Diagnostic tests measure students' understanding of a subject area or skills base. Teachers typically administer diagnostics for reading and math skills, using the results to provide remedial instruction or place students within appropriately leveled classes. Many content teachers, though, give formative assessments to gauge what knowledge students bring to class. Some schools also diagnose concepts as a whole, aiming to reveal commonly held misconceptions in specific subjects.
Diagnostic tests for reading provide specific information about reading skills. Children take the test individually or in groups; some reading diagnostics are computer based while others require interaction with a test proctor. Such tests are designed to pinpoint at what grade level children are reading based on their mastery of phonics, blending, word recognition and text comprehension. Ideally, a child entering a grade should display reading skills typical of that grade, meaning a fifth grader isn't using sound-out techniques like a first grader. When teachers discover students are reading below grade level, they typically implement interventions designed to bolster the missing skills.
Diagnostic testing in mathematics typically provides a level for the child's mathematical skills -- in this case not just related to grade level but also math topic. Schools often use such diagnostic testing to place students in appropriate math classes, for instance, by determining if they have the prerequisite skills necessary for a higher-level class such as calculus or trigonometry. However, educators use math diagnostics to boost student achievement by encouraging high achievers and offering remedial instruction, including summer school programs, to those who are struggling.
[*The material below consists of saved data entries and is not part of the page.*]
//! Submit feedback: reveal the per-form loading indicator and disable the
//! submit button so a slow server round-trip cannot be double-submitted.

use wasm_bindgen::prelude::*;
use wasm_bindgen::JsCast;
use web_sys::{Document, HtmlButtonElement, HtmlElement};

use crate::dom;

/// Wires every form on the page. The indicator and the button are both
/// optional; native submission proceeds either way.
pub fn install(document: &Document) {
    for form in dom::all_matches(document, "form") {
        let form_ref = form.clone();
        let onsubmit = Closure::wrap(Box::new(move |_: web_sys::Event| {
            if let Some(loading) = descendant::<HtmlElement>(&form_ref, ".loading") {
                let _ = loading.style().set_property("display", "flex");
            }
            if let Some(button) = descendant::<HtmlButtonElement>(&form_ref, "button[type=submit]")
            {
                button.set_disabled(true);
            }
        }) as Box<dyn FnMut(_)>);
        form.set_onsubmit(Some(onsubmit.as_ref().unchecked_ref()));
        onsubmit.forget();
    }
}

fn descendant<T: JsCast>(form: &HtmlElement, selector: &str) -> Option<T> {
    form.query_selector(selector)
        .ok()
        .flatten()?
        .dyn_into::<T>()
        .ok()
}

#[cfg(all(target_arch = "wasm32", test))]
mod wasm_tests {
    use super::*;
    use wasm_bindgen_test::*;

    wasm_bindgen_test_configure!(run_in_browser);

    fn page(html: &str) -> Document {
        let document = dom::document().expect("no document");
        document.body().expect("no body").set_inner_html(html);
        document
    }

    fn submit(form: &HtmlElement) {
        // A synthetic submit event runs the handler without navigating.
        let event = web_sys::Event::new("submit").unwrap();
        form.dispatch_event(&event).unwrap();
    }

    #[wasm_bindgen_test]
    fn shows_the_indicator_and_disables_the_button() {
        let document = page(
            r#"<form action="/upload" method="post">
                 <div class="loading" style="display: none">Processing...</div>
                 <button type="submit">Upload</button>
               </form>"#,
        );
        install(&document);

        let form = dom::all_matches(&document, "form").remove(0);
        submit(&form);

        let loading = descendant::<HtmlElement>(&form, ".loading").unwrap();
        assert_eq!(loading.style().get_property_value("display").unwrap(), "flex");
        let button = descendant::<HtmlButtonElement>(&form, "button[type=submit]").unwrap();
        assert!(button.disabled());
    }

    #[wasm_bindgen_test]
    fn bare_forms_submit_without_error() {
        let document = page(r#"<form action="/upload" method="post"></form>"#);
        install(&document);

        let form = dom::all_matches(&document, "form").remove(0);
        submit(&form);
    }

    #[wasm_bindgen_test]
    fn each_form_only_touches_its_own_elements() {
        let document = page(
            r#"<form id="first"><button type="submit">Go</button></form>
               <form id="second"><button type="submit">Go</button></form>"#,
        );
        install(&document);

        let forms = dom::all_matches(&document, "form");
        submit(&forms[0]);

        let first = descendant::<HtmlButtonElement>(&forms[0], "button[type=submit]").unwrap();
        let second = descendant::<HtmlButtonElement>(&forms[1], "button[type=submit]").unwrap();
        assert!(first.disabled());
        assert!(!second.disabled());
    }
}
The purpose of formative assessments in school is to test students' prior knowledge of a topic. They are not graded like traditional tests. Rather, teachers give formative assessments as a practice or a homework assignment. Results of these diagnostics inform teachers about the direction they need to take in their instruction, meaning how early or advanced in the topic they can begin. Not all formative assessments look like traditional tests. Rather, assessment strategies include student reflections on a topic, charts related to prior knowledge, visual representations of a subject, and even listening in on group discussions.
Conceptual Diagnostic Tests
Discipline-specific conceptual diagnostic tests actually aim to "trick" students, or rather to reveal whether they hold common misconceptions about a subject. Indeed, answer choices on these multiple-choice exams are designed to trigger common misconceptions about the discipline, thus ensuring the student has a clear understanding of the concept. For instance, one question asks when the sun is directly overhead at noon from the students' location; the correct response is "never," not the expected "every day" or "summer solstice," barring students' living near the equator. Not only do conceptual diagnostic tests identify weak areas of key understanding, they aim to neutralize the effect of good test-taking skills -- meaning knowledge of a topic, not test taking, is being assessed.